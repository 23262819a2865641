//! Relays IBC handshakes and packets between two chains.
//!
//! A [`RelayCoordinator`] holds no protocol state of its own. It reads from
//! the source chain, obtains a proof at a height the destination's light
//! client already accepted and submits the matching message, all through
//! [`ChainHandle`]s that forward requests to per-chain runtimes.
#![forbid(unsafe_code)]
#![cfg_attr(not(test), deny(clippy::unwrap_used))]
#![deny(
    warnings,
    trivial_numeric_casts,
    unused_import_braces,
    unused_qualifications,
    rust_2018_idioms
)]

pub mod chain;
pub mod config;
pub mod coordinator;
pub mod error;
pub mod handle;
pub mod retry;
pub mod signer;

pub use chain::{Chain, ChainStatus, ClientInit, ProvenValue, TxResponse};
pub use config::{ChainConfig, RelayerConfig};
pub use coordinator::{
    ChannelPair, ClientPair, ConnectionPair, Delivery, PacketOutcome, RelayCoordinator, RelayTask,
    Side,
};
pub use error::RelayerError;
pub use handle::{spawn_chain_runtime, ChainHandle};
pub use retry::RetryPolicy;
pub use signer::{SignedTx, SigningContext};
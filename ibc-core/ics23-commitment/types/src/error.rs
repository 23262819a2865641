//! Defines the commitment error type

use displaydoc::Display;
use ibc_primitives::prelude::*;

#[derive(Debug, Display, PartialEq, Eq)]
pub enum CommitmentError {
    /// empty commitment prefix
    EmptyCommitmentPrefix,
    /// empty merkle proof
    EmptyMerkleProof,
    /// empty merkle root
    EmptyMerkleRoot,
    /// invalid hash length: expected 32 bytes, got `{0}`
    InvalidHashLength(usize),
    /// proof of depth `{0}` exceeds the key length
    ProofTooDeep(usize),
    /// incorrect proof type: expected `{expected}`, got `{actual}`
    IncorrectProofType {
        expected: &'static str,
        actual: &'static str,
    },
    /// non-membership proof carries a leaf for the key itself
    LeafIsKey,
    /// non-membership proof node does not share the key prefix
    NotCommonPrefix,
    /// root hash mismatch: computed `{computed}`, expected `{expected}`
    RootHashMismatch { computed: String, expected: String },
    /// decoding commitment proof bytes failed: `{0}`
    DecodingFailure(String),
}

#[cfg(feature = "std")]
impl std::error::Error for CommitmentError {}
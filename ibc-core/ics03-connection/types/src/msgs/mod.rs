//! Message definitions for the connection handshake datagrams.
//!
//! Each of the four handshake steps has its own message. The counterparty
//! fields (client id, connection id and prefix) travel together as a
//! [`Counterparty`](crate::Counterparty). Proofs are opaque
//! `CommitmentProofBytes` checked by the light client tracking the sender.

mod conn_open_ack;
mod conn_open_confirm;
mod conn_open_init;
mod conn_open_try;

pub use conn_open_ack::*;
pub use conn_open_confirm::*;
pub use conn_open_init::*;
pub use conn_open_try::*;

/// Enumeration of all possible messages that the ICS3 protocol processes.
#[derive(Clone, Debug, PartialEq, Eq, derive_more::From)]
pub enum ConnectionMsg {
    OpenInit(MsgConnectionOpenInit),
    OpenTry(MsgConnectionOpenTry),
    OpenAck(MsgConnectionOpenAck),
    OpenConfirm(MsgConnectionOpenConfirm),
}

□ □ □ □

Copy every line of the listing where the word "that" appears.

//! [`ChainHandle`]s that forward requests to per-chain runtimes.
/// Enumeration of all possible messages that the ICS3 protocol processes.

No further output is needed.